— Task requirements —
When you reach the line in the data below that contains "self.inner.sweep_token.cancel();", please start repeating lines exactly, and stop after the line that contains "if let Err(e)", repeating nothing else.

— Source data —
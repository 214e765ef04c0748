//! Cache API - A key-value cache server with per-entry TTL
//!
//! Values live either in an in-process TTL store with a background eviction
//! sweep, or in Redis. Both sit behind the same [`cache::Cache`] contract.

pub mod api;
pub mod cache;
pub mod config;
pub mod error;
pub mod logging;
mod tasks;

pub use api::{create_router, AppState};
pub use cache::{Cache, StoreConfig, TtlStore};
pub use config::Config;
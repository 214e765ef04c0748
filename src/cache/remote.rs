//! Remote Store Module
//!
//! Serves the [`Cache`] contract from a networked store with native per-key
//! expiry. Nothing is cached locally and all expiry is left to the backend.
//!
//! Reads and writes fail differently: a failed read is logged and reported
//! as a miss, a failed write is returned to the caller.

use std::time::Duration;

use async_trait::async_trait;
use redis::aio::MultiplexedConnection;
use redis::{AsyncCommands, Client};
use tracing::{debug, error, info};

use crate::cache::Cache;
use crate::config::{CacheConfig, RedisConfig};
use crate::error::Result;

// == Remote Backend ==
/// Minimal command set needed from a networked key-value store.
#[async_trait]
pub trait RemoteBackend: Send + Sync {
    /// Writes `value`, expiring after `ttl` when given.
    async fn set(&self, key: &str, value: &str, ttl: Option<Duration>) -> Result<()>;

    /// Reads `key`; `Ok(None)` when it is absent or expired.
    async fn get(&self, key: &str) -> Result<Option<String>>;
}

// == Redis Backend ==
/// [`RemoteBackend`] over a multiplexed Redis connection.
///
/// The connection is cheap to clone and shared by all requests.
#[derive(Clone)]
pub struct RedisBackend {
    conn: MultiplexedConnection,
}

impl RedisBackend {
    /// Connects and verifies the server answers `PING`.
    pub async fn connect(config: &RedisConfig) -> Result<Self> {
        let client = Client::open(config.connection_url())?;
        let mut conn = client.get_multiplexed_async_connection().await?;
        let _: () = redis::cmd("PING").query_async(&mut conn).await?;

        info!(host = %config.host, db = config.db, "Connected to redis");
        Ok(Self { conn })
    }
}

#[async_trait]
impl RemoteBackend for RedisBackend {
    async fn set(&self, key: &str, value: &str, ttl: Option<Duration>) -> Result<()> {
        let mut conn = self.conn.clone();
        let result: redis::RedisResult<()> = match ttl {
            Some(ttl) => conn.pset_ex(key, value, ttl_millis(ttl)).await,
            None => conn.set(key, value).await,
        };
        Ok(result?)
    }

    async fn get(&self, key: &str) -> Result<Option<String>> {
        let mut conn = self.conn.clone();
        let value: Option<String> = conn.get(key).await?;
        Ok(value)
    }
}

/// TTL in milliseconds for `PSETEX`, saturating instead of wrapping.
fn ttl_millis(ttl: Duration) -> u64 {
    u64::try_from(ttl.as_millis()).unwrap_or(u64::MAX)
}

// == Remote Store ==
/// [`Cache`] adapter over any [`RemoteBackend`].
pub struct RemoteStore<B> {
    backend: B,
    /// `None` means entries never expire
    ttl: Option<Duration>,
}

/// The production remote cache.
pub type RedisCache = RemoteStore<RedisBackend>;

impl<B: RemoteBackend> RemoteStore<B> {
    /// Wraps `backend`. A zero `ttl` stores entries without expiry.
    pub fn new(backend: B, ttl: Duration) -> Self {
        Self {
            backend,
            ttl: (!ttl.is_zero()).then_some(ttl),
        }
    }

    /// TTL forwarded with every write.
    pub fn ttl(&self) -> Option<Duration> {
        self.ttl
    }
}

impl RedisCache {
    /// Connects to Redis; fails if the server cannot be reached.
    pub async fn connect(cache: &CacheConfig, redis: &RedisConfig) -> Result<Self> {
        let backend = RedisBackend::connect(redis).await?;
        Ok(Self::new(backend, Duration::from_secs(cache.ttl_seconds)))
    }
}

#[async_trait]
impl<B: RemoteBackend> Cache for RemoteStore<B> {
    async fn set(&self, key: &str, value: String) -> Result<()> {
        self.backend
            .set(key, &value, self.ttl)
            .await
            .inspect_err(|e| error!(key = %key, error = %e, "Failed to set value in remote cache"))
    }

    async fn get(&self, key: &str) -> Option<String> {
        match self.backend.get(key).await {
            Ok(value) => value,
            Err(e) => {
                error!(key = %key, error = %e, "Failed to get value from remote cache");
                debug!(key = %key, "Reporting remote failure as a miss");
                None
            }
        }
    }
}
//! Cache Module
//!
//! The [`Cache`] capability and its two backends: the in-process
//! [`TtlStore`] and the Redis-backed [`RemoteStore`].

mod entry;
mod remote;
mod store;

#[cfg(test)]
mod property_tests;

use async_trait::async_trait;

use crate::error::Result;

// Re-export public types
pub use entry::CacheEntry;
pub use remote::{RedisBackend, RedisCache, RemoteBackend, RemoteStore};
pub use store::{StoreConfig, SweepState, TtlStore};

pub(crate) use store::StoreInner;

// == Cache Capability ==
/// The read/write contract the HTTP layer is written against.
///
/// The backend is chosen once at startup and never switched afterwards.
#[async_trait]
pub trait Cache: Send + Sync {
    /// Stores `value` under `key`, replacing any previous value.
    async fn set(&self, key: &str, value: String) -> Result<()>;

    /// Returns the live value for `key`, or `None` on a miss.
    async fn get(&self, key: &str) -> Option<String>;
}
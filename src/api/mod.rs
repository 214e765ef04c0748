//! API Module
//!
//! HTTP handlers and routing for the cache server.
//!
//! # Endpoints
//! - `GET /:key` - Retrieve a value by key
//! - `POST /:key` - Store the request body under a key

pub mod handlers;
pub mod routes;

pub use handlers::*;
pub use routes::create_router;
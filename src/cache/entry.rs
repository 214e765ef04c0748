//! Cache Entry Module
//!
//! Defines the structure for individual cache entries with TTL support.

use std::time::Duration;

use tokio::time::Instant;

/// Upper bound used when `now + ttl` would overflow the clock.
const FAR_FUTURE: Duration = Duration::from_secs(100 * 365 * 24 * 60 * 60);

// == Cache Entry ==
/// A stored value tagged with the instant it stops being visible.
#[derive(Debug, Clone)]
pub struct CacheEntry<V> {
    /// The stored value
    pub value: V,
    /// Absolute expiry instant
    pub expires_at: Instant,
}

impl<V> CacheEntry<V> {
    // == Constructor ==
    /// Creates a new entry that expires `ttl` from now.
    ///
    /// A zero TTL produces an entry that is already expired.
    pub fn new(value: V, ttl: Duration) -> Self {
        Self::created_at(value, ttl, Instant::now())
    }

    /// Creates a new entry that expires `ttl` after `now`.
    pub fn created_at(value: V, ttl: Duration, now: Instant) -> Self {
        let expires_at = now
            .checked_add(ttl)
            .or_else(|| now.checked_add(FAR_FUTURE))
            .unwrap_or(now);

        Self { value, expires_at }
    }

    // == Is Expired ==
    /// Checks if the entry has expired as of now.
    pub fn is_expired(&self) -> bool {
        self.is_expired_at(Instant::now())
    }

    /// Checks if the entry has expired as of `now`.
    ///
    /// Boundary condition: the entry is expired once `now` reaches `expires_at`,
    /// so a zero TTL is expired from the moment it is written.
    pub fn is_expired_at(&self, now: Instant) -> bool {
        now >= self.expires_at
    }

    // == Time To Live ==
    /// Returns the remaining time to live, zero once expired.
    pub fn ttl_remaining(&self) -> Duration {
        self.expires_at.saturating_duration_since(Instant::now())
    }
}
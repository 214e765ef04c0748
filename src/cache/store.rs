//! Cache Store Module
//!
//! Generic in-process TTL map. Expired entries are hidden from readers as soon
//! as their deadline passes (lazy expiry) and physically removed by a
//! background sweep (active expiry).

use std::collections::HashMap;
use std::sync::atomic::{AtomicU8, Ordering};
use std::sync::{Arc, Mutex, PoisonError};
use std::time::Duration;

use async_trait::async_trait;
use tokio::sync::RwLock;
use tokio::task::JoinHandle;
use tokio::time::Instant;
use tokio_util::sync::CancellationToken;
use tracing::{debug, warn};

use crate::cache::{Cache, CacheEntry};
use crate::config::{CacheConfig, DEFAULT_EVICTION_INTERVAL_MS, DEFAULT_TTL_SECONDS};
use crate::error::Result;
use crate::tasks::spawn_eviction_task;

// == Store Config ==
/// Settings fixed at store construction.
#[derive(Debug, Clone, Copy, PartialEq, Eq)]
pub struct StoreConfig {
    /// TTL applied to every new or overwritten entry
    pub ttl: Duration,
    /// Period of the background sweep
    pub eviction_interval: Duration,
}

impl Default for StoreConfig {
    fn default() -> Self {
        Self {
            ttl: Duration::from_secs(DEFAULT_TTL_SECONDS),
            eviction_interval: Duration::from_millis(DEFAULT_EVICTION_INTERVAL_MS),
        }
    }
}

impl From<&CacheConfig> for StoreConfig {
    /// Zero values in the process configuration select the defaults.
    fn from(config: &CacheConfig) -> Self {
        let defaults = Self::default();
        Self {
            ttl: match config.ttl_seconds {
                0 => defaults.ttl,
                secs => Duration::from_secs(secs),
            },
            eviction_interval: match config.eviction_interval_ms {
                0 => defaults.eviction_interval,
                ms => Duration::from_millis(ms),
            },
        }
    }
}

// == Sweep State ==
/// Lifecycle of the background sweep. `Stopped` is terminal.
#[derive(Debug, Clone, Copy, PartialEq, Eq)]
#[repr(u8)]
pub enum SweepState {
    Idle = 0,
    Running = 1,
    Stopped = 2,
}

impl From<u8> for SweepState {
    fn from(raw: u8) -> Self {
        match raw {
            0 => SweepState::Idle,
            1 => SweepState::Running,
            _ => SweepState::Stopped,
        }
    }
}

// == Store Inner ==
/// Shared state behind a [`TtlStore`]. The sweep task only holds a weak
/// reference, so dropping the last store handle ends the task.
#[derive(Debug)]
pub(crate) struct StoreInner<V> {
    entries: RwLock<HashMap<String, CacheEntry<V>>>,
    ttl: Duration,
    eviction_interval: Duration,
    sweep_state: AtomicU8,
    sweep_token: CancellationToken,
    sweep_handle: Mutex<Option<JoinHandle<()>>>,
}

impl<V> StoreInner<V> {
    pub(crate) fn new(config: StoreConfig, parent: &CancellationToken) -> Self {
        let eviction_interval = if config.eviction_interval.is_zero() {
            StoreConfig::default().eviction_interval
        } else {
            config.eviction_interval
        };

        Self {
            entries: RwLock::new(HashMap::new()),
            ttl: config.ttl,
            eviction_interval,
            sweep_state: AtomicU8::new(SweepState::Idle as u8),
            sweep_token: parent.child_token(),
            sweep_handle: Mutex::new(None),
        }
    }

    /// Removes every entry expired as of a single instant taken at scan start.
    pub(crate) async fn delete_expired(&self) -> usize {
        let mut entries = self.entries.write().await;
        let now = Instant::now();
        let before = entries.len();
        entries.retain(|_, entry| !entry.is_expired_at(now));
        before - entries.len()
    }

    pub(crate) fn mark_sweep_stopped(&self) {
        self.sweep_state
            .store(SweepState::Stopped as u8, Ordering::Release);
    }
}

impl<V> Drop for StoreInner<V> {
    fn drop(&mut self) {
        self.sweep_token.cancel();
    }
}

// == TTL Store ==
/// Thread-safe TTL map keyed by string.
///
/// Cloning is cheap and every clone shares the same table and sweep task.
/// Construction spawns the sweep, so it must happen inside a Tokio runtime.
#[derive(Debug)]
pub struct TtlStore<V> {
    inner: Arc<StoreInner<V>>,
}

impl<V> Clone for TtlStore<V> {
    fn clone(&self) -> Self {
        Self {
            inner: Arc::clone(&self.inner),
        }
    }
}

impl<V> TtlStore<V>
where
    V: Clone + Send + Sync + 'static,
{
    // == Constructor ==
    /// Creates a store and starts its eviction sweep.
    ///
    /// The sweep ends when `parent` is cancelled, when [`stop_eviction`] is
    /// called, or when the last handle to the store is dropped.
    ///
    /// [`stop_eviction`]: TtlStore::stop_eviction
    pub fn new(config: StoreConfig, parent: &CancellationToken) -> Self {
        let store = Self {
            inner: Arc::new(StoreInner::new(config, parent)),
        };
        store.start_eviction();
        store
    }

    // == Set ==
    /// Inserts or fully replaces the entry for `key` with a fresh expiry.
    pub async fn set(&self, key: impl Into<String>, value: V) {
        let entry = CacheEntry::new(value, self.inner.ttl);
        self.inner.entries.write().await.insert(key.into(), entry);
    }

    // == Get ==
    /// Returns the value if present and not expired.
    ///
    /// Expired entries are left in place for the sweep, so reads never need
    /// the write lock.
    pub async fn get(&self, key: &str) -> Option<V> {
        let entries = self.inner.entries.read().await;
        entries
            .get(key)
            .filter(|entry| !entry.is_expired())
            .map(|entry| entry.value.clone())
    }

    // == Delete ==
    /// Removes the entry for `key`. Deleting a missing key is a no-op.
    pub async fn delete(&self, key: &str) {
        self.inner.entries.write().await.remove(key);
    }

    // == Delete Expired ==
    /// Removes all expired entries and returns how many were dropped.
    pub async fn delete_expired(&self) -> usize {
        self.inner.delete_expired().await
    }

    // == Eviction Lifecycle ==
    /// Starts the background sweep. Returns false if it was already started
    /// or has been stopped; a stopped sweep is never restarted.
    pub fn start_eviction(&self) -> bool {
        // Held across the transition so a concurrent shutdown sees the handle
        let mut handle = self
            .inner
            .sweep_handle
            .lock()
            .unwrap_or_else(PoisonError::into_inner);

        if self
            .inner
            .sweep_state
            .compare_exchange(
                SweepState::Idle as u8,
                SweepState::Running as u8,
                Ordering::AcqRel,
                Ordering::Acquire,
            )
            .is_err()
        {
            debug!(state = ?self.sweep_state(), "Eviction already started, ignoring");
            return false;
        }

        *handle = Some(spawn_eviction_task(
            Arc::downgrade(&self.inner),
            self.inner.eviction_interval,
            self.inner.sweep_token.clone(),
        ));
        true
    }

    /// Signals the sweep to stop without waiting for it.
    pub fn stop_eviction(&self) {
        self.inner.sweep_token.cancel();
        self.inner.mark_sweep_stopped();
    }

    /// Stops the sweep and waits until the task has exited.
    pub async fn shutdown(&self) {
        self.stop_eviction();

        let handle = self
            .inner
            .sweep_handle
            .lock()
            .unwrap_or_else(PoisonError::into_inner)
            .take();

        if let Some(handle) = handle {
            if let Err(e) = handle.await {
                warn!(error = %e, "Eviction task did not exit cleanly");
            }
        }
    }

    /// Current lifecycle state of the sweep.
    pub fn sweep_state(&self) -> SweepState {
        SweepState::from(self.inner.sweep_state.load(Ordering::Acquire))
    }

    // == Length ==
    /// Number of entries physically in the table, including expired ones
    /// the sweep has not removed yet.
    pub async fn len(&self) -> usize {
        self.inner.entries.read().await.len()
    }

    // == Is Empty ==
    /// Returns true if the table holds no entries at all.
    pub async fn is_empty(&self) -> bool {
        self.inner.entries.read().await.is_empty()
    }

    /// TTL applied to new entries.
    pub fn ttl(&self) -> Duration {
        self.inner.ttl
    }

    /// Period of the background sweep.
    pub fn eviction_interval(&self) -> Duration {
        self.inner.eviction_interval
    }
}

#[async_trait]
impl Cache for TtlStore<String> {
    async fn set(&self, key: &str, value: String) -> Result<()> {
        TtlStore::set(self, key, value).await;
        Ok(())
    }

    async fn get(&self, key: &str) -> Option<String> {
        TtlStore::get(self, key).await
    }
}
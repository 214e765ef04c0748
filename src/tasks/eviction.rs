//! TTL Eviction Task
//!
//! Background task that periodically removes expired entries from a
//! [`TtlStore`](crate::cache::TtlStore).

use std::sync::Weak;
use std::time::Duration;

use tokio::task::JoinHandle;
use tokio::time::{interval_at, Instant, MissedTickBehavior};
use tokio_util::sync::CancellationToken;
use tracing::{debug, info};

use crate::cache::StoreInner;

/// Spawns the sweep loop for a store.
///
/// Every `interval` the task upgrades its weak reference and calls
/// `delete_expired`. It exits when `token` is cancelled or when the store has
/// been dropped, and marks the sweep as stopped on the way out.
pub(crate) fn spawn_eviction_task<V>(
    store: Weak<StoreInner<V>>,
    interval: Duration,
    token: CancellationToken,
) -> JoinHandle<()>
where
    V: Send + Sync + 'static,
{
    tokio::spawn(async move {
        info!(
            interval_ms = interval.as_millis() as u64,
            "Starting TTL eviction task"
        );

        // First sweep one full interval after start
        let mut ticker = interval_at(Instant::now() + interval, interval);
        ticker.set_missed_tick_behavior(MissedTickBehavior::Delay);

        loop {
            tokio::select! {
                biased;
                _ = token.cancelled() => {
                    debug!("TTL eviction task received stop signal");
                    break;
                }
                _ = ticker.tick() => {
                    let Some(inner) = store.upgrade() else {
                        debug!("Store dropped, ending TTL eviction task");
                        break;
                    };

                    let removed = inner.delete_expired().await;
                    if removed > 0 {
                        info!(removed, "TTL eviction: removed expired entries");
                    } else {
                        debug!("TTL eviction: no expired entries found");
                    }
                }
            }
        }

        if let Some(inner) = store.upgrade() {
            inner.mark_sweep_stopped();
        }
        info!("TTL eviction task stopped");
    })
}
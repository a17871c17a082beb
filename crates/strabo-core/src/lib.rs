//! Iris metrics and ocular deviation tracking from 2D landmarks.
//!
//! Feed one frame of iris and face-mesh landmarks at a time into an
//! [`IrisPipeline`]. Each frame yields per-eye iris size and depth, a
//! deviation report once a baseline exists, and a flat list of
//! [`RenderAnnotation`]s for an overlay renderer.

pub mod deviation;
pub mod diagnostics;
pub mod filter;
pub mod geometry;
pub mod landmarks;
pub mod pipeline;
pub mod render;

pub use deviation::{
    Deltas, DeviationDetector, DeviationReport, WarningCounters, DELTA_ADJUST_MM,
    DEVIATION_THRESHOLD_MM,
};
pub use filter::{FilterChannel, SMOOTHING_WEIGHT};
pub use geometry::{ImageSize, IrisMeasurement, REFERENCE_IRIS_MM};
pub use landmarks::{Landmark, LandmarkError};
pub use pipeline::{FrameInput, FrameOutput, IrisPipeline, PipelineConfig, PipelineError};
pub use render::{Color, RenderAnnotation, RenderOptions, TextAnchor};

— Answer below —
        self.inner.sweep_token.cancel();
        self.inner.mark_sweep_stopped();
    }

    /// Stops the sweep and waits until the task has exited.
    pub async fn shutdown(&self) {
        self.stop_eviction();

        let handle = self
            .inner
            .sweep_handle
            .lock()
            .unwrap_or_else(PoisonError::into_inner)
            .take();

        if let Some(handle) = handle {
            if let Err(e) = handle.await {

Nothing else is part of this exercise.